Matt Marshall: You know, I thought it was really refreshing. We have these conferences all the time in Silicon Valley and it gets a little tiring, frankly, because you have the same people, same lessons talked about. And here, you just got this notion that it was a lot more fresh. Some of these lessons were being said, but more freshly. I think we saw some encouraging start ups today, we saw Article One for crowd sourcing research on patent litigation, PathOne [HRPathOne] for jobs, but you get the sense that there's a lot of companies out there that are on the tail end of the cycle, that are a little too late. There are still companies that are launching to serve as ad networks, for example, with no clear value proposition that exceeds what's already out there. For example, there's a company that wanted to do ad networks for health sites and it wasn't very clear what more they were bringing to the table when there's already twenty companies doing the same thing. Right.
Andy Plesser: Tell us, you know, briefly, this is like a whole long story about the success of VentureBeat, but, you know, how you got to where you are, briefly, sort of, and where it might be going. You know, what your hopes are for VentureBeat.
Matt Marshall: You know, I'm very humble when it comes to talking about success of VentureBeat because every day–and you know this Andy, running your own site–it's a fight because there's a lot of noise out there. So you just have to stay really focused and, well, I've found incredible fulfillment and meaning in providing really, you know, articles, reporting that mean something to people out there. And I'll think that's what's fueled its growth. So we continue to grow and continue to focus as you get more readers you have to make sure that you are focused and that you don't get to a point where you're trying to do everything. So, we're gonna focus on doing what we do well, which is writing about innovation that's out there–the most exciting innovation in the Valley and beyond, and writing specifically about how that innovation should be applied to people's lives. So business people, such as yourself, and tech savvy people in non-tech companies. How can they use Twitter to get ahead, for example.
Andy Plesser: Let me ask you one last question. Getting back to the question of, uh…getting back to the question of DEMO. So with all the events and all the conferences, how do you expect DEMO to be different? What is its unique value as you see it?
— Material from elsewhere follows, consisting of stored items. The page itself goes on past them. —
use std::env;
use std::process;

use clap::{App, Arg};

use sokobot::config::{Config, Strategy};
use sokobot::{LoadLevel, Solve};

fn main() {
    env_logger::init();

    let matches = App::new("sokobot")
        .author("martin-t")
        .version("0.1")
        .arg(
            Arg::with_name("breadth-first")
                .short("b")
                .long("breadth-first")
                .help("ignore the heuristic - finds solutions with the fewest moves"),
        )
        .arg(
            Arg::with_name("max-expansions")
                .short("m")
                .long("max-expansions")
                .takes_value(true)
                .value_name("N")
                .help("give up after expanding N states"),
        )
        .arg(
            Arg::with_name("steps")
                .short("s")
                .long("steps")
                .help("print every move of the solution, not just pushes"),
        )
        .arg(Arg::with_name("file").required(true))
        .get_matches();

    let strategy = if matches.is_present("breadth-first") {
        Strategy::BreadthFirst
    } else {
        Strategy::BestFirst
    };
    let max_expansions = matches.value_of("max-expansions").map(|max| {
        max.parse().unwrap_or_else(|err| {
            println!("Invalid max expansions {}: {}", max, err);
            process::exit(1);
        })
    });
    let include_steps = matches.is_present("steps");
    // required so clap makes sure it's present
    let path = matches.value_of("file").unwrap();

    let puzzle = path.load_level().unwrap_or_else(|err| {
        match env::current_dir() {
            Ok(dir) => println!("Can't load level {} in {}: {}", path, dir.display(), err),
            Err(_) => println!("Can't load level {}: {}", path, err),
        }
        process::exit(1);
    });

    println!("Solving {}...", path);
    let solver_ok = puzzle.solve(Config::new(strategy, max_expansions));
    println!("{}", solver_ok.stats);

    match solver_ok.moves {
        Some(moves) => {
            println!("Found solution:");
            print!("{}", puzzle.solution(&moves, include_steps));
            println!("{}", moves);
            println!("Commands: {}", moves.to_commands());
            println!("Moves: {}", moves.move_cnt());
            println!("Pushes: {}", moves.push_cnt());
        }
        None if solver_ok.budget_exhausted => println!("No solution (budget exhausted)"),
        None => println!("No solution"),
    }
}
Matt Marshall: I think, DEMO has a twenty year history of sorting through, vetting through all the companies out there, and we're seeing thousands of companies a year. So Chris Shipley has a great reputation for being an incredible vetter of these companies, bringing them on stage with great production vaues. I mean, you've been there. The internet works, the stage works, the organization works, and the media come because they know they're going to see the best companies there are. And so I don't intend to change that. I intend to make sure that we're gonna continue to see these great companies, vet the best ones, you know fifty or so companies, and get them on stage so they can present to the market. Now, you know, if you're asking, okay there's a lot of…companies that are launching at places like this. The proposition that we have at DEMO is that we're really focused on the product, right, products that are ready to launch. A lot of these guys weren't ready to launch. Some of them have products that have launched, but what we're talking about is launching to the full market with a big bang.